What you return must match the listing word for word.
_ _ _
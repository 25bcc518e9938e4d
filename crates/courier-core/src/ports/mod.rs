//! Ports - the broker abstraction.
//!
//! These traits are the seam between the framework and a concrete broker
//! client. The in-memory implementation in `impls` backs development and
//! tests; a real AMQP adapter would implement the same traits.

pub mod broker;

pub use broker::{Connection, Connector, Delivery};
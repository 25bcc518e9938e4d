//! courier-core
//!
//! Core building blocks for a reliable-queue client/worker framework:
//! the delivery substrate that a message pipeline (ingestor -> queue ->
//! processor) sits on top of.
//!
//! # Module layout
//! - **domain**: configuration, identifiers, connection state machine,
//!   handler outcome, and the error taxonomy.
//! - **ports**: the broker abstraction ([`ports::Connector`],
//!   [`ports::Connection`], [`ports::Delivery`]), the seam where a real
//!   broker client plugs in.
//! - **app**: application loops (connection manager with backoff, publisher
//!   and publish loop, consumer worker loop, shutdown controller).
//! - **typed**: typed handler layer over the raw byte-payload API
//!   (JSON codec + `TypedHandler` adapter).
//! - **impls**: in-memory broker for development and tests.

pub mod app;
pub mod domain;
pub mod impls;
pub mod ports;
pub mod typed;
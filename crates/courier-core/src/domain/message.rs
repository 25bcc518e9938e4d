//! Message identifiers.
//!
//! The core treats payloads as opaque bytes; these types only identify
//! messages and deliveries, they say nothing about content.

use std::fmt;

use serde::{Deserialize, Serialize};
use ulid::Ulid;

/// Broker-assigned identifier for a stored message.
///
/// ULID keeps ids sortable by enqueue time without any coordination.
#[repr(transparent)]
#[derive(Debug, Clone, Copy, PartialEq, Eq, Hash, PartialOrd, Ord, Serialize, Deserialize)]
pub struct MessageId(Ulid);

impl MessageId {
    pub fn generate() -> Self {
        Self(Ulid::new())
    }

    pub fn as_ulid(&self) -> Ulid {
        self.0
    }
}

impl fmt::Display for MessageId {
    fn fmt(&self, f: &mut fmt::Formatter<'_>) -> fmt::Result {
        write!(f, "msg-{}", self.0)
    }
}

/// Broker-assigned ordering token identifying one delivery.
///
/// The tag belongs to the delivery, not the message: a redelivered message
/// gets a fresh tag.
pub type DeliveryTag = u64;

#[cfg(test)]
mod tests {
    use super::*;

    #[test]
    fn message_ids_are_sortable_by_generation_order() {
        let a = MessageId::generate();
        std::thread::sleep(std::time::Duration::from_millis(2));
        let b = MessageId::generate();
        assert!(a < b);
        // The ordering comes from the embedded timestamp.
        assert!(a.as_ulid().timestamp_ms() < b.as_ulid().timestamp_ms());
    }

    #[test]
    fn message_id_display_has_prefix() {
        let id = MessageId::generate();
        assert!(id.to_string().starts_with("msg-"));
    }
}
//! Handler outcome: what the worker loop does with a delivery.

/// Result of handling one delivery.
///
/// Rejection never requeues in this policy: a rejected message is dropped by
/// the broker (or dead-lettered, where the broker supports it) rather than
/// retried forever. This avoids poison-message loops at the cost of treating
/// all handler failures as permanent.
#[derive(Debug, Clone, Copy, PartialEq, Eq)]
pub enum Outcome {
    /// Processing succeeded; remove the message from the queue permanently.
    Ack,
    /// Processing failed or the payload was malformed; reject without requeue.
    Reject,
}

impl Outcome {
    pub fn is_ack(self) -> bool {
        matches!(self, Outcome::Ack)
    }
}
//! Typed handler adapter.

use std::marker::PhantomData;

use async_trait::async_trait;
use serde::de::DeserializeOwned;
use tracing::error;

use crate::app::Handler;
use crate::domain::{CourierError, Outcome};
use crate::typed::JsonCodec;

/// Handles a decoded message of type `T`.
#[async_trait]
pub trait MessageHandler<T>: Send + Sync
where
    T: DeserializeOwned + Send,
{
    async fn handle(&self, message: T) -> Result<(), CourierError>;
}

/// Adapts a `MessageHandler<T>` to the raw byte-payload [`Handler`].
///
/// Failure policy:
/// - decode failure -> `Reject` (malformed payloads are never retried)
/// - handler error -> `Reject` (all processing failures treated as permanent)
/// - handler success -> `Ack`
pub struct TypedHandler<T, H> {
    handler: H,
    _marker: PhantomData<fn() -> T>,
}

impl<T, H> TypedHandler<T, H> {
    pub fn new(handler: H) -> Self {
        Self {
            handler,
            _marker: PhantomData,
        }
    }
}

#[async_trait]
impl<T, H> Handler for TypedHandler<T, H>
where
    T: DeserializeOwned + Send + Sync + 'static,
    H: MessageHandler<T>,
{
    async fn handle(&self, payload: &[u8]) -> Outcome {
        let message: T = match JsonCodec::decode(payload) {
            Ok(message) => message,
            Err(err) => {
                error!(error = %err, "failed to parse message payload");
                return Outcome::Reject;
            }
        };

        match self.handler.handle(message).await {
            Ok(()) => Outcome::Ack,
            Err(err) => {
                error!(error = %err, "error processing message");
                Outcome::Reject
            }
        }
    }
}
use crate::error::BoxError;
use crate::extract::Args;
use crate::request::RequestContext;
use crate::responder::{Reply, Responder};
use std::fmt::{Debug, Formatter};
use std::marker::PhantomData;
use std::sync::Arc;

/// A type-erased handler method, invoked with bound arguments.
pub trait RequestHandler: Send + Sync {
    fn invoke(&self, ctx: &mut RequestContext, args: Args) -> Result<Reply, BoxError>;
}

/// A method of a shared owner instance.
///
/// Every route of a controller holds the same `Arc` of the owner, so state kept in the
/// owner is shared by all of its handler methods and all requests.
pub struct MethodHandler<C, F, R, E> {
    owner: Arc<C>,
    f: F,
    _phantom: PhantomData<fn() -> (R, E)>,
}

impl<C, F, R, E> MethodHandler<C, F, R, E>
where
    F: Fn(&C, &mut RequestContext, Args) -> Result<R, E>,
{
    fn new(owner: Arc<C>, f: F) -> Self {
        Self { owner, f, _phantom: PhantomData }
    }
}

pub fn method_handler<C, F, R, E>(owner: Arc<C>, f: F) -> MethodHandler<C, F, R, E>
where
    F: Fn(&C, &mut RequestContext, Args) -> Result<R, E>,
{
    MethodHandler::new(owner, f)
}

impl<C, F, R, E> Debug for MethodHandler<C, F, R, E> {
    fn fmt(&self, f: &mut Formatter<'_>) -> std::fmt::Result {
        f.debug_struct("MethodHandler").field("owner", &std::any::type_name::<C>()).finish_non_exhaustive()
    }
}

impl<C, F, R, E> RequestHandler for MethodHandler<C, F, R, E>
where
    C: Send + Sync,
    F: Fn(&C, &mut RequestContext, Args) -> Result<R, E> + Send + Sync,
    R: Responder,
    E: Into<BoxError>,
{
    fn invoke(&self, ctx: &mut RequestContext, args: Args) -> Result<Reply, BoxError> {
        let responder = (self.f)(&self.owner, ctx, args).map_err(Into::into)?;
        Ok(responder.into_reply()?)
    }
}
_ _ _
- Task output
repository 25bcc518e9938e4d
filename crates/courier-core/src/ports/mod.rs
//! Ports - the broker abstraction.
//!
//! These traits are the seam between the framework and a concrete broker
//! client. The in-memory implementation in `impls` backs development and
//! tests; a real AMQP adapter would implement the same traits.

pub mod broker;

pub use broker::{Connection, Connector, Delivery};
repository 25bcc518e9938e4d
//! courier-core
//!
//! Core building blocks for a reliable-queue client/worker framework:
//! the delivery substrate that a message pipeline (ingestor -> queue ->
//! processor) sits on top of.
//!
//! # Module layout
//! - **domain**: configuration, identifiers, connection state machine,
//!   handler outcome, and the error taxonomy.
//! - **ports**: the broker abstraction ([`ports::Connector`],
//!   [`ports::Connection`], [`ports::Delivery`]), the seam where a real
//!   broker client plugs in.
//! - **app**: application loops (connection manager with backoff, publisher
//!   and publish loop, consumer worker loop, shutdown controller).
//! - **typed**: typed handler layer over the raw byte-payload API
//!   (JSON codec + `TypedHandler` adapter).
//! - **impls**: in-memory broker for development and tests.

pub mod app;
pub mod domain;
pub mod impls;
pub mod ports;
pub mod typed;
filename crates/courier-core/src/domain/message.rs
repository 25bcc518e9938e4d
//! Message identifiers.
//!
//! The core treats payloads as opaque bytes; these types only identify
//! messages and deliveries, they say nothing about content.

use std::fmt;

use serde::{Deserialize, Serialize};
use ulid::Ulid;

/// Broker-assigned identifier for a stored message.
///
/// ULID keeps ids sortable by enqueue time without any coordination.
#[repr(transparent)]
#[derive(Debug, Clone, Copy, PartialEq, Eq, Hash, PartialOrd, Ord, Serialize, Deserialize)]
pub struct MessageId(Ulid);

impl MessageId {
    pub fn generate() -> Self {
        Self(Ulid::new())
    }

    pub fn as_ulid(&self) -> Ulid {
        self.0
    }
}

impl fmt::Display for MessageId {
    fn fmt(&self, f: &mut fmt::Formatter<'_>) -> fmt::Result {
        write!(f, "msg-{}", self.0)
    }
}

/// Broker-assigned ordering token identifying one delivery.
///
/// The tag belongs to the delivery, not the message: a redelivered message
/// gets a fresh tag.
pub type DeliveryTag = u64;

#[cfg(test)]
mod tests {
    use super::*;

    #[test]
    fn message_ids_are_sortable_by_generation_order() {
        let a = MessageId::generate();
        std::thread::sleep(std::time::Duration::from_millis(2));
        let b = MessageId::generate();
        assert!(a < b);
        // The ordering comes from the embedded timestamp.
        assert!(a.as_ulid().timestamp_ms() < b.as_ulid().timestamp_ms());
    }

    #[test]
    fn message_id_display_has_prefix() {
        let id = MessageId::generate();
        assert!(id.to_string().starts_with("msg-"));
    }
}
//! Handler outcome: what the worker loop does with a delivery.

/// Result of handling one delivery.
///
/// Rejection never requeues in this policy: a rejected message is dropped by
/// the broker (or dead-lettered, where the broker supports it) rather than
/// retried forever. This avoids poison-message loops at the cost of treating
/// all handler failures as permanent.
#[derive(Debug, Clone, Copy, PartialEq, Eq)]
pub enum Outcome {
    /// Processing succeeded; remove the message from the queue permanently.
    Ack,
    /// Processing failed or the payload was malformed; reject without requeue.
    Reject,
}

impl Outcome {
    pub fn is_ack(self) -> bool {
        matches!(self, Outcome::Ack)
    }
}
//! Typed handler adapter.

use std::marker::PhantomData;

use async_trait::async_trait;
use serde::de::DeserializeOwned;
use tracing::error;

use crate::app::Handler;
use crate::domain::{CourierError, Outcome};
use crate::typed::JsonCodec;

/// Handles a decoded message of type `T`.
#[async_trait]
pub trait MessageHandler<T>: Send + Sync
where
    T: DeserializeOwned + Send,
{
    async fn handle(&self, message: T) -> Result<(), CourierError>;
}

/// Adapts a `MessageHandler<T>` to the raw byte-payload [`Handler`].
///
/// Failure policy:
/// - decode failure -> `Reject` (malformed payloads are never retried)
/// - handler error -> `Reject` (all processing failures treated as permanent)
/// - handler success -> `Ack`
pub struct TypedHandler<T, H> {
    handler: H,
    _marker: PhantomData<fn() -> T>,
}

impl<T, H> TypedHandler<T, H> {
    pub fn new(handler: H) -> Self {
        Self {
            handler,
            _marker: PhantomData,
        }
    }
}

#[async_trait]
impl<T, H> Handler for TypedHandler<T, H>
where
    T: DeserializeOwned + Send + Sync + 'static,
    H: MessageHandler<T>,
{
    async fn handle(&self, payload: &[u8]) -> Outcome {
        let message: T = match JsonCodec::decode(payload) {
            Ok(message) => message,
            Err(err) => {
                error!(error = %err, "failed to parse message payload");
                return Outcome::Reject;
            }
        };

        match self.handler.handle(message).await {
            Ok(()) => Outcome::Ack,
            Err(err) => {
                error!(error = %err, "error processing message");
                Outcome::Reject
            }
        }
    }
}
use crate::error::BoxError;
use crate::extract::Args;
use crate::request::RequestContext;
use crate::responder::{Reply, Responder};
use std::fmt::{Debug, Formatter};
use std::marker::PhantomData;
use std::sync::Arc;

/// A type-erased handler method, invoked with bound arguments.
pub trait RequestHandler: Send + Sync {
    fn invoke(&self, ctx: &mut RequestContext, args: Args) -> Result<Reply, BoxError>;
}

/// A method of a shared owner instance.
///
/// Every route of a controller holds the same `Arc` of the owner, so state kept in the
/// owner is shared by all of its handler methods and all requests.
pub struct MethodHandler<C, F, R, E> {
    owner: Arc<C>,
    f: F,
    _phantom: PhantomData<fn() -> (R, E)>,
}

impl<C, F, R, E> MethodHandler<C, F, R, E>
where
    F: Fn(&C, &mut RequestContext, Args) -> Result<R, E>,
{
    fn new(owner: Arc<C>, f: F) -> Self {
        Self { owner, f, _phantom: PhantomData }
    }
}

pub fn method_handler<C, F, R, E>(owner: Arc<C>, f: F) -> MethodHandler<C, F, R, E>
where
    F: Fn(&C, &mut RequestContext, Args) -> Result<R, E>,
{
    MethodHandler::new(owner, f)
}

impl<C, F, R, E> Debug for MethodHandler<C, F, R, E> {
    fn fmt(&self, f: &mut Formatter<'_>) -> std::fmt::Result {
        f.debug_struct("MethodHandler").field("owner", &std::any::type_name::<C>()).finish_non_exhaustive()
    }
}

impl<C, F, R, E> RequestHandler for MethodHandler<C, F, R, E>
where
    C: Send + Sync,
    F: Fn(&C, &mut RequestContext, Args) -> Result<R, E> + Send + Sync,
    R: Responder,
    E: Into<BoxError>,
{
    fn invoke(&self, ctx: &mut RequestContext, args: Args) -> Result<Reply, BoxError> {
        let responder = (self.f)(&self.owner, ctx, args).map_err(Into::into)?;
        Ok(responder.into_reply()?)
    }
}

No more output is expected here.